ASSIGNMENT: When the string "sqlx" occurs in a line of the listing below, return that line.

RECORD EXCERPTS:
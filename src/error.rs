use axum::{
    Json,
    http::StatusCode,
    response::{IntoResponse, Response},
};
use serde_json::json;
use thiserror::Error;

/// ApiError
///
/// The single error taxonomy every handler and extractor resolves to. Each
/// variant maps to exactly one HTTP status and one response body shape, so a
/// client can always distinguish "fix your payload" (400) from "who are you"
/// (401) from "you cannot do that" (403) from "it does not exist" (404).
///
/// Storage and upstream variants keep the source error for server-side logs
/// but only ever expose their generic message to the client.
#[derive(Debug, Error)]
pub enum ApiError {
    /// Field validation failures, all collected. Serialized as
    /// `{"errors": [...]}` with one human-readable message per violation.
    #[error("validation failed")]
    Validation(Vec<String>),

    /// A malformed request that is not a field-level validation failure
    /// (bad id, empty patch). Serialized as `{"message": ...}`.
    #[error("{0}")]
    BadRequest(&'static str),

    /// No valid session could be resolved from the request. Absence of a
    /// session is a normal negative result, not an exception.
    #[error("unauthorized")]
    Unauthenticated,

    /// A valid session whose role does not permit the operation.
    #[error("forbidden")]
    Forbidden,

    #[error("{0}")]
    NotFound(&'static str),

    /// Credential sign-in failed. Deliberately indistinguishable between
    /// unknown email and wrong password.
    #[error("invalid credentials")]
    InvalidCredentials,

    /// A storage operation failed. `message` is the endpoint's generic
    /// client-facing text; `source` stays in the server logs.
    #[error("{message}")]
    Storage {
        message: &'static str,
        #[source]
        source: sqlx::Error,
    },

    /// The external identity provider could not be reached or returned an
    /// unusable response.
    #[error("identity provider exchange failed")]
    Upstream(#[from] reqwest::Error),

    /// Anything else unexpected (hashing failures, token signing failures).
    #[error("{0}")]
    Internal(String),
}

impl ApiError {
    /// Wraps a `sqlx::Error` with the generic message the failing endpoint
    /// exposes to clients.
    pub fn storage(message: &'static str, source: sqlx::Error) -> Self {
        ApiError::Storage { message, source }
    }
}

impl IntoResponse for ApiError {
    fn into_response(self) -> Response {
        let (status, message) = match self {
            ApiError::Validation(errors) => {
                // Validation is the one variant with a list body: the caller
                // sees every problem at once, never just the first.
                let body = Json(json!({ "errors": errors }));
                return (StatusCode::BAD_REQUEST, body).into_response();
            }
            ApiError::BadRequest(message) => (StatusCode::BAD_REQUEST, message.to_string()),
            ApiError::Unauthenticated => (StatusCode::UNAUTHORIZED, "Unauthorized".to_string()),
            ApiError::Forbidden => (
                StatusCode::FORBIDDEN,
                "Forbidden: Admin access required".to_string(),
            ),
            ApiError::NotFound(message) => (StatusCode::NOT_FOUND, message.to_string()),
            ApiError::InvalidCredentials => (
                StatusCode::UNAUTHORIZED,
                "Invalid email or password.".to_string(),
            ),
            ApiError::Storage { message, source } => {
                // Internal detail is logged here and nowhere else; the client
                // gets the endpoint's generic message.
                tracing::error!("storage failure: {:?}", source);
                (StatusCode::INTERNAL_SERVER_ERROR, message.to_string())
            }
            ApiError::Upstream(source) => {
                tracing::error!("identity provider failure: {:?}", source);
                (
                    StatusCode::INTERNAL_SERVER_ERROR,
                    "Authentication with the identity provider failed.".to_string(),
                )
            }
            ApiError::Internal(detail) => {
                tracing::error!("internal error: {}", detail);
                (
                    StatusCode::INTERNAL_SERVER_ERROR,
                    "Something went wrong.".to_string(),
                )
            }
        };

        let body = Json(json!({ "message": message }));
        (status, body).into_response()
    }
}
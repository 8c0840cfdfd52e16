mod item_record;

pub use item_record::ItemRecord;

TASK ANSWER:
        source: sqlx::Error,
    /// Wraps a `sqlx::Error` with the generic message the failing endpoint
    pub fn storage(message: &'static str, source: sqlx::Error) -> Self {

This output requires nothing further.